§ Task details
Report each line of the data that contains the string "OutputFormat".

(Beginning of Dataset content)

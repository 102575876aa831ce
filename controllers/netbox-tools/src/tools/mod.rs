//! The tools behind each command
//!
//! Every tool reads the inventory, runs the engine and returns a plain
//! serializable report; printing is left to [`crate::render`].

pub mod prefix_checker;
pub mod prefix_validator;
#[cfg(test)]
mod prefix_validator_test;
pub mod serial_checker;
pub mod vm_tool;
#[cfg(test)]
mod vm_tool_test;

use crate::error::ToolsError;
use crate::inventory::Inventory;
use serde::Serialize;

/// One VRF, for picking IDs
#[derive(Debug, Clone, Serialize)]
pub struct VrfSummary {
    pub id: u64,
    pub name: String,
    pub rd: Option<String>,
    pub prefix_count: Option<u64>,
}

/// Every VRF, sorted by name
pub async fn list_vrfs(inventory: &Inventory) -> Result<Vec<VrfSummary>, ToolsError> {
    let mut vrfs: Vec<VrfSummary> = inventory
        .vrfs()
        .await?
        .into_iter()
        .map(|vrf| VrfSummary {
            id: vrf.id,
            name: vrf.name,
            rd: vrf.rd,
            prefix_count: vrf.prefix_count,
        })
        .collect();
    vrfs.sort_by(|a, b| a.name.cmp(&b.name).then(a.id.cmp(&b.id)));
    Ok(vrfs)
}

(End of Dataset content)
(Beginning of Dataset content)

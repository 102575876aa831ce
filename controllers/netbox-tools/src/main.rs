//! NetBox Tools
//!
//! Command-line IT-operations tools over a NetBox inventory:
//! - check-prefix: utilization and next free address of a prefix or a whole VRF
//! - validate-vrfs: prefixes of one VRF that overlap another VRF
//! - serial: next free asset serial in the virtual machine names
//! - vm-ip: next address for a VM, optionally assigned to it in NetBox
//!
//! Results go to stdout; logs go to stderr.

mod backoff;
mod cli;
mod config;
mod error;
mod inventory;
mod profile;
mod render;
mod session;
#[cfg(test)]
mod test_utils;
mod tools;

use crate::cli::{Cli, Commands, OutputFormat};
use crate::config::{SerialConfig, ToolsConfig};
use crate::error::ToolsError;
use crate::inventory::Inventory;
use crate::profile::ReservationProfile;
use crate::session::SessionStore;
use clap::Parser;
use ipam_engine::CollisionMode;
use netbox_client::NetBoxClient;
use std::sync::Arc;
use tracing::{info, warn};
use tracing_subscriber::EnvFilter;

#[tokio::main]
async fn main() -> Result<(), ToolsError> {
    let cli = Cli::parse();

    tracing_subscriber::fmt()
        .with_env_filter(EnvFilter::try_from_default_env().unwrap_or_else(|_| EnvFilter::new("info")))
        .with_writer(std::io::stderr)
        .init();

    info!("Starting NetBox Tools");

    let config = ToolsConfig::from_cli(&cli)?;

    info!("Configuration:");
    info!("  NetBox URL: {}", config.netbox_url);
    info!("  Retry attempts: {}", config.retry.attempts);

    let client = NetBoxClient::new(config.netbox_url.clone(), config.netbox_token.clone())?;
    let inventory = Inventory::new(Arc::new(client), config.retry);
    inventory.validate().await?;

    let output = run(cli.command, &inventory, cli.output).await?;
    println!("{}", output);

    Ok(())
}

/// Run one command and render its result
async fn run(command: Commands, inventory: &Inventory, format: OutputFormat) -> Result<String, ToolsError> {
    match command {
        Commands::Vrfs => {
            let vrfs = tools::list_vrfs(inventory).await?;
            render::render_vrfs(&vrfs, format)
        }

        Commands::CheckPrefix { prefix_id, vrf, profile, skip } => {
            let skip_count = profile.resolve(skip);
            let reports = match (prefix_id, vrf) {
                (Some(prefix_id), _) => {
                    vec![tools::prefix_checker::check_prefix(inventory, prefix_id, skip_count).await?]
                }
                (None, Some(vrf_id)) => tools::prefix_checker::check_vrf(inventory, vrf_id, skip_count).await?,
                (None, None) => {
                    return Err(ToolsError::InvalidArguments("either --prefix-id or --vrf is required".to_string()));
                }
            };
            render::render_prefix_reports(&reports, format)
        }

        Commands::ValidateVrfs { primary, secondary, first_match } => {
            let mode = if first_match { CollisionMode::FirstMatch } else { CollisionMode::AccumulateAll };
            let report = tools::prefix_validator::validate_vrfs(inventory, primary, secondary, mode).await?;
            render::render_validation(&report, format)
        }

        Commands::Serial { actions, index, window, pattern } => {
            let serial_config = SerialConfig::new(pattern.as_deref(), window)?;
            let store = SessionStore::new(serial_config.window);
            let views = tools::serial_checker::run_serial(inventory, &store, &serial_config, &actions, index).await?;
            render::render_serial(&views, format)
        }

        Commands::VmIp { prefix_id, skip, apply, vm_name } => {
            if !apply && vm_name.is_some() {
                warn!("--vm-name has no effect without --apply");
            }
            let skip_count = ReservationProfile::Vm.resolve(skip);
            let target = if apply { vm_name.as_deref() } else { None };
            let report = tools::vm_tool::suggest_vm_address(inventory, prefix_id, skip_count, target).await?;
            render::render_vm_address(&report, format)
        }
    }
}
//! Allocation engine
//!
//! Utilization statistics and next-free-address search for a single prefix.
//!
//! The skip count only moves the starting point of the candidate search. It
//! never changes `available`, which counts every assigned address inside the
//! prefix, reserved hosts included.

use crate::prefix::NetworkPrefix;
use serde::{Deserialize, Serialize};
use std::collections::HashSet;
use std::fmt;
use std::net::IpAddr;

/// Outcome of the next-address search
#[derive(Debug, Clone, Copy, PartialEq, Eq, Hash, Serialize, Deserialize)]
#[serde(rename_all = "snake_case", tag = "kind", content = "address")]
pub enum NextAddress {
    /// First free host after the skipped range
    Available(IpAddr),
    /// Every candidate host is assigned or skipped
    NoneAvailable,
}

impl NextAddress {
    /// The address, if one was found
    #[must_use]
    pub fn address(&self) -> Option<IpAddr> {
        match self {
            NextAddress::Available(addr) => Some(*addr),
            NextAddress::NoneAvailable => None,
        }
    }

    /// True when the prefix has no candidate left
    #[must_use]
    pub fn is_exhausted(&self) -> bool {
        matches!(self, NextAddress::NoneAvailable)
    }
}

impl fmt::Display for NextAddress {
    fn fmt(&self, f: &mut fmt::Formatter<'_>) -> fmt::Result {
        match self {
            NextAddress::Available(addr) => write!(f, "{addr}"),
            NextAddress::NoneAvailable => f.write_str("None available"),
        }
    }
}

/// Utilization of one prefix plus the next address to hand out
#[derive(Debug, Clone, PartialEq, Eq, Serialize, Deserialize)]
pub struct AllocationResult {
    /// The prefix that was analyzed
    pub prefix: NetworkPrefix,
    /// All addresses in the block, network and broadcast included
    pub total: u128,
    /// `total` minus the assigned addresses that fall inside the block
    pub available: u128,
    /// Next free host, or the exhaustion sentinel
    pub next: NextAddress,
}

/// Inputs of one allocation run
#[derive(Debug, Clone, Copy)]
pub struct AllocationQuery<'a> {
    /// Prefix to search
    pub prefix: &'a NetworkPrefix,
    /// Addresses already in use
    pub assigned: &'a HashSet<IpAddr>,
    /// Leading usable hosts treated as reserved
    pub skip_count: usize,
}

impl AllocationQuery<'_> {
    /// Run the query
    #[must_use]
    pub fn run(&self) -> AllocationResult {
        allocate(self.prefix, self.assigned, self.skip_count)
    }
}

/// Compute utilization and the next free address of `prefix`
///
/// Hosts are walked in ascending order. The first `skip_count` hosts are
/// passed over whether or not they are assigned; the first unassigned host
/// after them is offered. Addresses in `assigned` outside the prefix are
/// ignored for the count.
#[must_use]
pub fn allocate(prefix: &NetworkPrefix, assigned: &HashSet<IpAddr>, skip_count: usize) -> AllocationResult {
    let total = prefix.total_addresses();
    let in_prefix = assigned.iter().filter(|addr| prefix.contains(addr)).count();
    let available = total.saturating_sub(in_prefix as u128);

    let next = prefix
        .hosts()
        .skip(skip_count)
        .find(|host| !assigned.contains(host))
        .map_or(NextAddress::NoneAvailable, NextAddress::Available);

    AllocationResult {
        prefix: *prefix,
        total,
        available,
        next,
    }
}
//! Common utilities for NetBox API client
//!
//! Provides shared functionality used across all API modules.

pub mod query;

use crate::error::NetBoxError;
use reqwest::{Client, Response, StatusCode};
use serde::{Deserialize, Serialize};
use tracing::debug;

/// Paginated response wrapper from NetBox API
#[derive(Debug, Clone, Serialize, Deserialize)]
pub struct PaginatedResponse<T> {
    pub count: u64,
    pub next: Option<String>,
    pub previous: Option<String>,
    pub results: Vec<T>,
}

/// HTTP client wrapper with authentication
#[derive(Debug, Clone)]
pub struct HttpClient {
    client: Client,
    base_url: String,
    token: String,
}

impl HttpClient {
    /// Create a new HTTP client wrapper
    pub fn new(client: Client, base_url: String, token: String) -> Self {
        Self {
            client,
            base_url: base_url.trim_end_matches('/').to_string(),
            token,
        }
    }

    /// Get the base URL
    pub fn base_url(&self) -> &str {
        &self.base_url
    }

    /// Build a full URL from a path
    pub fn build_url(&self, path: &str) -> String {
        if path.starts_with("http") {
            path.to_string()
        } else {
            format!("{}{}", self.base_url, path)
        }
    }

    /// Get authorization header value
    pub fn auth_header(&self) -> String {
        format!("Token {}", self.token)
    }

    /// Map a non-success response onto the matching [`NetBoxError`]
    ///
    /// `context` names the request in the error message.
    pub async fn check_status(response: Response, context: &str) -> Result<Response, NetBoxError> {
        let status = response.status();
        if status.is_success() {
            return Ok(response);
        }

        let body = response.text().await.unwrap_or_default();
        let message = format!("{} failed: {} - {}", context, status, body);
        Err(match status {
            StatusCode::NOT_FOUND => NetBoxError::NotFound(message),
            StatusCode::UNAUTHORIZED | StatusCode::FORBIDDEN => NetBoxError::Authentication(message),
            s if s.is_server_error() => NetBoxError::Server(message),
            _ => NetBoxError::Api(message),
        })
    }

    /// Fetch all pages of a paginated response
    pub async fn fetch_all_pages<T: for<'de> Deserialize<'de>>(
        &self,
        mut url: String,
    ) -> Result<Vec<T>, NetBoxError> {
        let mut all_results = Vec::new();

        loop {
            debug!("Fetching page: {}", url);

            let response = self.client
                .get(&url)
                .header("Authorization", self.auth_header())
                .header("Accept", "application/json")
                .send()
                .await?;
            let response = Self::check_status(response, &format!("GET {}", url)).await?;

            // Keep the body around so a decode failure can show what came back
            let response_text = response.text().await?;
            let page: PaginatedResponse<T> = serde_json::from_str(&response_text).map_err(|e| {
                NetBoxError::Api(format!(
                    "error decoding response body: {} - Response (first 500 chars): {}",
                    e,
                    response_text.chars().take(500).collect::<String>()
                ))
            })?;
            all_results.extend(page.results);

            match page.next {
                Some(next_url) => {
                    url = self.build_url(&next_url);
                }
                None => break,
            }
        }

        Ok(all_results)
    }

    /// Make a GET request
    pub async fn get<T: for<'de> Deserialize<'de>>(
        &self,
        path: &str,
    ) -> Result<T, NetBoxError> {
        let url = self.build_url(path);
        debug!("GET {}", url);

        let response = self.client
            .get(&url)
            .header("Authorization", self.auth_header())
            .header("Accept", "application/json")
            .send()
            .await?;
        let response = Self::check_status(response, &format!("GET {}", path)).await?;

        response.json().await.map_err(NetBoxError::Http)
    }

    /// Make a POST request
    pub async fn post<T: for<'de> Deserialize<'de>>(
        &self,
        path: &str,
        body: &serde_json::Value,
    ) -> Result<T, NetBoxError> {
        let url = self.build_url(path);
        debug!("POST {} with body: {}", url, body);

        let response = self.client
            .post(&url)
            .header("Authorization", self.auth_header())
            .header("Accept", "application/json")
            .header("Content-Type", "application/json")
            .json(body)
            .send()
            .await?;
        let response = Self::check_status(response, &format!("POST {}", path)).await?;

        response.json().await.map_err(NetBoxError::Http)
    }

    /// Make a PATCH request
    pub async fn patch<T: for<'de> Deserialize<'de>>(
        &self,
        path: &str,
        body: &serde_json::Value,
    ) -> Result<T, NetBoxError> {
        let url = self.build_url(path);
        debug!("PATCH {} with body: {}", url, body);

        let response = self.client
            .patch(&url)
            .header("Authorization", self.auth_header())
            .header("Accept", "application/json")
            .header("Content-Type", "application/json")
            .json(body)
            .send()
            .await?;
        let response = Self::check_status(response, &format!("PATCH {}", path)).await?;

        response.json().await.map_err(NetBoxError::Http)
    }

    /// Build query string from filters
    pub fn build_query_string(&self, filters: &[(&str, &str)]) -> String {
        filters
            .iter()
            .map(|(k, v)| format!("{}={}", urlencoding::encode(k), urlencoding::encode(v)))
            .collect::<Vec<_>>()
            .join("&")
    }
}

(End of Dataset content)

§ Answer to this task
use crate::cli::{Cli, Commands, OutputFormat};
async fn run(command: Commands, inventory: &Inventory, format: OutputFormat) -> Result<String, ToolsError> {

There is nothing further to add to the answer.